--- INPUT DATA Enclosed Below ---
//! Traits for storage abstraction and transactional access

use async_trait::async_trait;
use bigdecimal::BigDecimal;

use crate::types::*;

/// Storage abstraction for the billing system
///
/// This trait allows the billing core to work with any storage backend
/// (PostgreSQL, MySQL, SQLite, in-memory, etc.) by implementing these methods.
/// Plain CRUD access goes through the methods on this trait; the
/// reconciliation engine instead opens a [`BillingTransaction`] via
/// [`BillingStorage::begin`] so that its reads and writes share one
/// serializable scope.
#[async_trait]
pub trait BillingStorage: Send + Sync {
    /// Transaction handle type produced by this backend
    type Tx: BillingTransaction;

    /// Open a transaction at the strongest isolation the backend offers.
    ///
    /// Dropping the handle without committing rolls the transaction back,
    /// so every exit path either commits or discards all buffered writes.
    async fn begin(&self) -> BillingResult<Self::Tx>;

    /// Save an invoice to storage
    async fn save_invoice(&mut self, invoice: &Invoice) -> BillingResult<()>;

    /// Get an invoice by ID
    async fn get_invoice(&self, invoice_id: &str) -> BillingResult<Option<Invoice>>;

    /// Save a fee to storage
    async fn save_fee(&mut self, fee: &Fee) -> BillingResult<()>;

    /// Get a fee by ID
    async fn get_fee(&self, fee_id: &str) -> BillingResult<Option<Fee>>;

    /// List all fees belonging to an invoice, ordered by schedule number
    async fn list_invoice_fees(&self, invoice_id: &str) -> BillingResult<Vec<Fee>>;

    /// Save a payment to storage
    async fn save_payment(&mut self, payment: &Payment) -> BillingResult<()>;

    /// Get a payment by ID
    async fn get_payment(&self, payment_id: &str) -> BillingResult<Option<Payment>>;

    /// List all payments recorded against a fee
    async fn list_fee_payments(&self, fee_id: &str) -> BillingResult<Vec<Payment>>;
}

/// A single serializable transaction over the billing stores
///
/// Reads observe a snapshot consistent with the transaction's start plus the
/// transaction's own buffered writes. Writes are buffered and applied
/// atomically by [`BillingTransaction::commit`]; a concurrent committed writer
/// on the same invoice causes commit to fail with
/// [`BillingError::TransactionConflict`], in which case the caller must retry
/// against fresh state.
#[async_trait]
pub trait BillingTransaction: Send {
    /// Read a fee within the transaction
    async fn fee(&mut self, fee_id: &str) -> BillingResult<Option<Fee>>;

    /// Read an invoice within the transaction
    async fn invoice(&mut self, invoice_id: &str) -> BillingResult<Option<Invoice>>;

    /// Read a payment within the transaction
    async fn payment(&mut self, payment_id: &str) -> BillingResult<Option<Payment>>;

    /// Sum of VERIFIED payment amounts recorded against a fee
    async fn verified_total_for_fee(&mut self, fee_id: &str) -> BillingResult<BigDecimal>;

    /// Sum of VERIFIED payment amounts across all active fees of an invoice
    async fn verified_total_for_invoice(&mut self, invoice_id: &str)
        -> BillingResult<BigDecimal>;

    /// Buffer a fee write
    async fn save_fee(&mut self, fee: &Fee) -> BillingResult<()>;

    /// Buffer an invoice write
    async fn save_invoice(&mut self, invoice: &Invoice) -> BillingResult<()>;

    /// Buffer a payment write
    async fn save_payment(&mut self, payment: &Payment) -> BillingResult<()>;

    /// Validate and apply all buffered writes atomically
    async fn commit(self) -> BillingResult<()>;
}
--- End of Enclosed INPUT DATA ---
Look over the records above and copy each line that includes the string "recorded".

    /// List all payments recorded against a fee
    /// Sum of VERIFIED payment amounts recorded against a fee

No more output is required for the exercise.